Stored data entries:
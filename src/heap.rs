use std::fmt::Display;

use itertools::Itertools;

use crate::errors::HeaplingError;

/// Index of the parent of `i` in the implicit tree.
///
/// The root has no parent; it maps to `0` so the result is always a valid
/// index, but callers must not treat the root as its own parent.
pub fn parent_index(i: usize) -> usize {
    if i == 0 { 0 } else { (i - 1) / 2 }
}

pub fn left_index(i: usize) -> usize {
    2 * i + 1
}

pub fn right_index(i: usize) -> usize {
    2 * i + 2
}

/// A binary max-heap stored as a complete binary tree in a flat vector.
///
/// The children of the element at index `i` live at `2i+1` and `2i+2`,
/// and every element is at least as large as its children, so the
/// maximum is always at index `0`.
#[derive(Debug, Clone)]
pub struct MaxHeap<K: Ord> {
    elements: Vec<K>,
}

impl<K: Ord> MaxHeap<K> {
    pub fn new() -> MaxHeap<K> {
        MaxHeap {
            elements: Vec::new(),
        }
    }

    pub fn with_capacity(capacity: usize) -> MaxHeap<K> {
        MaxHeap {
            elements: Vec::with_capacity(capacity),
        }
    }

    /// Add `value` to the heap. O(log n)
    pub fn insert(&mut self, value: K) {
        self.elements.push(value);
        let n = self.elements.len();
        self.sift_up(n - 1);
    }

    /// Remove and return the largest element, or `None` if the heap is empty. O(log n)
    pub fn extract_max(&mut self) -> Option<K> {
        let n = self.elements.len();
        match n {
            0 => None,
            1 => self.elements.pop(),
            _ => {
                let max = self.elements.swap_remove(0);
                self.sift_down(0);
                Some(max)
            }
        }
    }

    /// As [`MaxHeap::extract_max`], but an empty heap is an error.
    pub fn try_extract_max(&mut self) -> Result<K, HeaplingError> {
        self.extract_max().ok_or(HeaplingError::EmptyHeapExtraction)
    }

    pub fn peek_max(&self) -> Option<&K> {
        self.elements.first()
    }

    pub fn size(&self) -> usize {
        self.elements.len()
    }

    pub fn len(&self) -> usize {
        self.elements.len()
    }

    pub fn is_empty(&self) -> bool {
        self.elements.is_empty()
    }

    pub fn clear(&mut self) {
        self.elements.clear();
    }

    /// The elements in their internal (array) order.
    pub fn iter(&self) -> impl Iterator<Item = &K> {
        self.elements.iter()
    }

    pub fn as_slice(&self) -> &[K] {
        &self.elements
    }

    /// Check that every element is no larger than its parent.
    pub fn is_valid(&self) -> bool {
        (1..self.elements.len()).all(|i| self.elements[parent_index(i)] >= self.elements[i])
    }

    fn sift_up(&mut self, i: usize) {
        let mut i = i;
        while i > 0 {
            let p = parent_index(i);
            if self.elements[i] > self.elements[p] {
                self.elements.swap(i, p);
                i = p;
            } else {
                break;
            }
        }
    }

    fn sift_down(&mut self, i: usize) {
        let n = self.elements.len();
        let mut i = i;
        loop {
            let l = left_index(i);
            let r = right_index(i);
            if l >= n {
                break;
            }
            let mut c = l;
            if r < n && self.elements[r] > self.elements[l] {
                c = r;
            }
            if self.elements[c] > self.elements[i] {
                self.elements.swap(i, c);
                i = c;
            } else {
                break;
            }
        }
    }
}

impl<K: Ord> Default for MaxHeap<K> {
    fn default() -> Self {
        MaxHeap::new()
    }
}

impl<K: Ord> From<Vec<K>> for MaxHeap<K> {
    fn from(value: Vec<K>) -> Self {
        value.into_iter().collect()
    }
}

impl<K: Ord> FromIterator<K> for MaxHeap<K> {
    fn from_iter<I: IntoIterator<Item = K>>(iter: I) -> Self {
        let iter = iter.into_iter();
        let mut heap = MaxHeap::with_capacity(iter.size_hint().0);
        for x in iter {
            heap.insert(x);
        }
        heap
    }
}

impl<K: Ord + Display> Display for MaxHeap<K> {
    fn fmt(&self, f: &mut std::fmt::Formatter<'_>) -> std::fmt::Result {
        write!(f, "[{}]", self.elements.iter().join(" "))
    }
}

...

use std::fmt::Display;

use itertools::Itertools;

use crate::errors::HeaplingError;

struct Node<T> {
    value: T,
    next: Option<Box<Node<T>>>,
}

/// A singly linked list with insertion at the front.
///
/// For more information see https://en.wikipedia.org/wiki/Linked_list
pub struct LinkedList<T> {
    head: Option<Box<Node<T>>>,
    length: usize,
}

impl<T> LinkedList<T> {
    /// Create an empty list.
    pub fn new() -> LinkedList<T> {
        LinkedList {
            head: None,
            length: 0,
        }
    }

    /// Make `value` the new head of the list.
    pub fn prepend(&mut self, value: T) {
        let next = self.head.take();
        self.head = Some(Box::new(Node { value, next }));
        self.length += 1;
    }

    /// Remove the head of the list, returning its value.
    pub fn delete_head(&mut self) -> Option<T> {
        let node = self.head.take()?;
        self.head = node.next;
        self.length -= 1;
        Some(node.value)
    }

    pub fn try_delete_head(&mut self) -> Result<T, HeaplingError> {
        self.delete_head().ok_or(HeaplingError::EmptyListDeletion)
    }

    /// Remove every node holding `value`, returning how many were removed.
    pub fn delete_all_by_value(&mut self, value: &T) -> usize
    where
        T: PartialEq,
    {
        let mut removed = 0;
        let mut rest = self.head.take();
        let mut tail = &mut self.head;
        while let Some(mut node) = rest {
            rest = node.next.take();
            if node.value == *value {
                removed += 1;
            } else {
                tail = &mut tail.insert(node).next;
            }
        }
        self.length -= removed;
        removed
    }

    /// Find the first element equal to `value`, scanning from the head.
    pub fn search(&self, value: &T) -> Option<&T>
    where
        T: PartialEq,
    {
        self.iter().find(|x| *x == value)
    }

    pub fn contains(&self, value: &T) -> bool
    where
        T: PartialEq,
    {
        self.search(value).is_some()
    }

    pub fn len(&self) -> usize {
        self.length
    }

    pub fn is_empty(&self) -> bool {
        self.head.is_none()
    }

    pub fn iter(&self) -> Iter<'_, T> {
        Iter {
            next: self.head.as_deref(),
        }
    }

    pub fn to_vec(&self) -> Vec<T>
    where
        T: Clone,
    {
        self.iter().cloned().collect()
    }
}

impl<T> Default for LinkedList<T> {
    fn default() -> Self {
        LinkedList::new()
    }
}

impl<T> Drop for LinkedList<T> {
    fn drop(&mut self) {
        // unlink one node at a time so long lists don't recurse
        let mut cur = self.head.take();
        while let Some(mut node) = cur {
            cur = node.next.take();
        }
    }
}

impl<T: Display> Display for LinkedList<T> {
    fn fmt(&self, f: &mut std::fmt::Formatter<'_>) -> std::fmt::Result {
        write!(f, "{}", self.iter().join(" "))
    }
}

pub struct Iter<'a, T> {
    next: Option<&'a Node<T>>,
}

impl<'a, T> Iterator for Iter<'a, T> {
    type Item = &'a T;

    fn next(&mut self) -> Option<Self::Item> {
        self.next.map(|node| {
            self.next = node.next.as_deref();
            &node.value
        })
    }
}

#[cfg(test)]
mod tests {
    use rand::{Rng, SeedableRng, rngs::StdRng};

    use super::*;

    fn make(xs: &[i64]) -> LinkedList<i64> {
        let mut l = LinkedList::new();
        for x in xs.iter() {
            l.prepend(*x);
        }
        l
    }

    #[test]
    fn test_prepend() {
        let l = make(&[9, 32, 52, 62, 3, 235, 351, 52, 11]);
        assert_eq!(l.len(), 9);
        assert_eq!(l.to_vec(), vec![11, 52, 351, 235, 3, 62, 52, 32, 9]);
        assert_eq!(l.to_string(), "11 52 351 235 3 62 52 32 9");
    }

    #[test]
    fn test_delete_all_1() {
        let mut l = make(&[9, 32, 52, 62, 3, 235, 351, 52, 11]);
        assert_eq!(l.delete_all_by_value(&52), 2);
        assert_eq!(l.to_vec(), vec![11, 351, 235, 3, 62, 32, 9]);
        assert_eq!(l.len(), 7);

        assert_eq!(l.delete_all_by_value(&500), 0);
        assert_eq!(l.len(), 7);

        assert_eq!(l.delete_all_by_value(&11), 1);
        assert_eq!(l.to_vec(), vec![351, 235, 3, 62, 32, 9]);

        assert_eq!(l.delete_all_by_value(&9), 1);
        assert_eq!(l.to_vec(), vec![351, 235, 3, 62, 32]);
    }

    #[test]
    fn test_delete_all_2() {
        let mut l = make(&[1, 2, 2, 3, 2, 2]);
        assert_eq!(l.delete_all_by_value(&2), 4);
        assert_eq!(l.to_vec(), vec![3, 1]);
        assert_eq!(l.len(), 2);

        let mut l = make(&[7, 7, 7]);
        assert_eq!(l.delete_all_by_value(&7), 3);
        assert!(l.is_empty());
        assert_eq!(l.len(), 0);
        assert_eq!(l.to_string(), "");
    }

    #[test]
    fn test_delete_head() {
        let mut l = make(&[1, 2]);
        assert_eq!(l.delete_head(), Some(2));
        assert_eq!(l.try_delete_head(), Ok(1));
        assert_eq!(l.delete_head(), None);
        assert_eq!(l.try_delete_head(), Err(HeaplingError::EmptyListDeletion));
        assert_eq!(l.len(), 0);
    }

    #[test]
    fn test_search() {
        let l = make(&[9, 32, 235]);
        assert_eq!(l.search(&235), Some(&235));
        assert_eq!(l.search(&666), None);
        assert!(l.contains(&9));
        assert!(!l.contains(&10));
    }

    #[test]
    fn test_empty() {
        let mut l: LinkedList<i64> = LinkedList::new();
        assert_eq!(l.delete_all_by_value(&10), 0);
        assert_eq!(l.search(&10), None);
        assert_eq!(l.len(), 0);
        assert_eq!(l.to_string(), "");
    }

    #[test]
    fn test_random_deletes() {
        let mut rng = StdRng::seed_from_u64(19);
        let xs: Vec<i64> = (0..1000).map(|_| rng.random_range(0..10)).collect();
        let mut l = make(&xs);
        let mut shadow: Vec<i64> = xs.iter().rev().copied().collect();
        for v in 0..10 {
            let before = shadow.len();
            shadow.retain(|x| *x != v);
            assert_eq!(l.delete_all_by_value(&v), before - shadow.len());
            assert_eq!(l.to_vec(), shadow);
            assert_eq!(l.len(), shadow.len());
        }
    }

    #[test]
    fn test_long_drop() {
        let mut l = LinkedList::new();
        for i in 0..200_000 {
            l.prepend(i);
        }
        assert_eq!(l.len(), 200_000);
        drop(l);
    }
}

==

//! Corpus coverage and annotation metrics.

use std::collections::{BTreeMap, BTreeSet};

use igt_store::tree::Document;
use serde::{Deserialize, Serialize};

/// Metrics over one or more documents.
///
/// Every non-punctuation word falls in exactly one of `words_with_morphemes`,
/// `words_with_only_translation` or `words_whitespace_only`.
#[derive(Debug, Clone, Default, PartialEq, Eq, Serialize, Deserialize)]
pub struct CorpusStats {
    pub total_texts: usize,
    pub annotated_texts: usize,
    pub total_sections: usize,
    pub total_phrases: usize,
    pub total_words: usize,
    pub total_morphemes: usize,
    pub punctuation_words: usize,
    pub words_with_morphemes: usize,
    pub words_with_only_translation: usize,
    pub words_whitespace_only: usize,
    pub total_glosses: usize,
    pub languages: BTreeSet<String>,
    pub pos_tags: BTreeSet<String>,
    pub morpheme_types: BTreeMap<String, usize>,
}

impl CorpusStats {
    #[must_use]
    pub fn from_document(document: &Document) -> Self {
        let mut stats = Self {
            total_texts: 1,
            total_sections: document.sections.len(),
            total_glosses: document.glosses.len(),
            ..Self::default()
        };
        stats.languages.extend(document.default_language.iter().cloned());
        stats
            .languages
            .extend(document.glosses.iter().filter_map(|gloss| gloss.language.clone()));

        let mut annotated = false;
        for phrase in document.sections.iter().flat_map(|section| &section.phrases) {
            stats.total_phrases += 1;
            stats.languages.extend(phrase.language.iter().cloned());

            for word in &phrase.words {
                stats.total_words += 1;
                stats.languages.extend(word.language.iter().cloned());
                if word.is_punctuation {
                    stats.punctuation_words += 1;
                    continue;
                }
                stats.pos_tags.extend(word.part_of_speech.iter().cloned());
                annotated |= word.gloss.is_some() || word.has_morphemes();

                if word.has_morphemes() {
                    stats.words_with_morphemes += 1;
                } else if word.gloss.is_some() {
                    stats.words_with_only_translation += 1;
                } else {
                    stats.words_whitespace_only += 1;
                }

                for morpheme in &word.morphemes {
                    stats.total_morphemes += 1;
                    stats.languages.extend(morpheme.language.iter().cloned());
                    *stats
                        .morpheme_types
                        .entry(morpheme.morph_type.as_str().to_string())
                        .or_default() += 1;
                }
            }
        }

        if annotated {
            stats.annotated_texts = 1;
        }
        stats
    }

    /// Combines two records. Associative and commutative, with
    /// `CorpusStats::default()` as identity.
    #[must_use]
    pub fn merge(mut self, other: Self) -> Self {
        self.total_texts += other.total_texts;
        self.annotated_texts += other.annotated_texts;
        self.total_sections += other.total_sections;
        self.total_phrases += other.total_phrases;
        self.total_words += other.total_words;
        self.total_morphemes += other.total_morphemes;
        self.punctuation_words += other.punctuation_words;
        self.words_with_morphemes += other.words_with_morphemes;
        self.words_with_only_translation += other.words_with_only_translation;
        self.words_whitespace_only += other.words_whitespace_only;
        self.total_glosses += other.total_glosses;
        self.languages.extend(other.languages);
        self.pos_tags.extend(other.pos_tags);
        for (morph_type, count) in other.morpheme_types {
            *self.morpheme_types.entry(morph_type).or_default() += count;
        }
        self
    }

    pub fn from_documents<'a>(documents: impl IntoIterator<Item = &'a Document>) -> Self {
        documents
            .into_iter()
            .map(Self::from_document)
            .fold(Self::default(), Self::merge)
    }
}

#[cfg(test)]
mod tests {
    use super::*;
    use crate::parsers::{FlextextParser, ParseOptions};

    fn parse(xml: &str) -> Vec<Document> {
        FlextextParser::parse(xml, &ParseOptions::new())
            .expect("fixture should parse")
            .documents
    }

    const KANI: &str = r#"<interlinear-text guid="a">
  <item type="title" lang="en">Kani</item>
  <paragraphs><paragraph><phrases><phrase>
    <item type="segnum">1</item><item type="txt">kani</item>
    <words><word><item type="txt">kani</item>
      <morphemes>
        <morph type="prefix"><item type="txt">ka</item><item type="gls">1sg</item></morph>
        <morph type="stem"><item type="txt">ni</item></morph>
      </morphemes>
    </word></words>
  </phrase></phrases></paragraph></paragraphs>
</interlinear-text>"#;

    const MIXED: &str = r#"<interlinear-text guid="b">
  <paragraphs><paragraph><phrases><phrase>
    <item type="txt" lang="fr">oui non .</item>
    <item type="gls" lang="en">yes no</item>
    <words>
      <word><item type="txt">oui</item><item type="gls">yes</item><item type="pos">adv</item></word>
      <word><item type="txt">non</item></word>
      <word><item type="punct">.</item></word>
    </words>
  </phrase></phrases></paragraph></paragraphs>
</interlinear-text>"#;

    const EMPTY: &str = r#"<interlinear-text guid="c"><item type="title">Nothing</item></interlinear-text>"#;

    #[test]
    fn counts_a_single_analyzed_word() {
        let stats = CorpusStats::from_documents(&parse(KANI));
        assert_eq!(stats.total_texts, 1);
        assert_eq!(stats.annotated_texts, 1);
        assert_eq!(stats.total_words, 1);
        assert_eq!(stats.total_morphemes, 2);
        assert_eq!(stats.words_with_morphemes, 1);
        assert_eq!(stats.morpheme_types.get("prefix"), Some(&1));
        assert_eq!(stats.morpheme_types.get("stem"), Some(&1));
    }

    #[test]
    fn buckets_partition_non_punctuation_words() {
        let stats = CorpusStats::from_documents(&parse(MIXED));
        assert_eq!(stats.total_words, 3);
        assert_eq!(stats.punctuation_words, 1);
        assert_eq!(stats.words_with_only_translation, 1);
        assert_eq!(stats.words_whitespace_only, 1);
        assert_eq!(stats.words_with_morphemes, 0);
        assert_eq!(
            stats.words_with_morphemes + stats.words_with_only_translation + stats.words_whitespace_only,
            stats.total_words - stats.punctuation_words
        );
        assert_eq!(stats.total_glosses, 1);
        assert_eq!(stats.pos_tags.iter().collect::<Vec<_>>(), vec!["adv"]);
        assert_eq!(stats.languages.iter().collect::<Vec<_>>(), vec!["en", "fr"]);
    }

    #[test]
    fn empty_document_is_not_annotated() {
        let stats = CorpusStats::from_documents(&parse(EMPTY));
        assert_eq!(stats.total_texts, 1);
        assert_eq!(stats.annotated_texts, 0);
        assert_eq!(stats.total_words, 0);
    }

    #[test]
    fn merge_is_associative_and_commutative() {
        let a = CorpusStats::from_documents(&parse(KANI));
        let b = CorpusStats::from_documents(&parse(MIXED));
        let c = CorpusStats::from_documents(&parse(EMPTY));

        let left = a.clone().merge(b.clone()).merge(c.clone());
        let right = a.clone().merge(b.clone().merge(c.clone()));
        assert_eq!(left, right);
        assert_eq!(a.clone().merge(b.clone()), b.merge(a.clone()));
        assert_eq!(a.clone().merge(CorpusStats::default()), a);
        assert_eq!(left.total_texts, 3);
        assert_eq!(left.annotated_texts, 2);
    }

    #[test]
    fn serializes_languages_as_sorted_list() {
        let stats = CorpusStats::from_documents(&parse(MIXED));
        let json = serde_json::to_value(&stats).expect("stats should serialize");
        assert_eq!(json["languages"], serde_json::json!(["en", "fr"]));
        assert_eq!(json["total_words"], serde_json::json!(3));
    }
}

Task instructions:
From the entries above, pull out each line that includes "Debug".

Output of the exercise:
#[derive(Debug, Clone)]
#[derive(Debug, Clone, Default, PartialEq, Eq, Serialize, Deserialize)]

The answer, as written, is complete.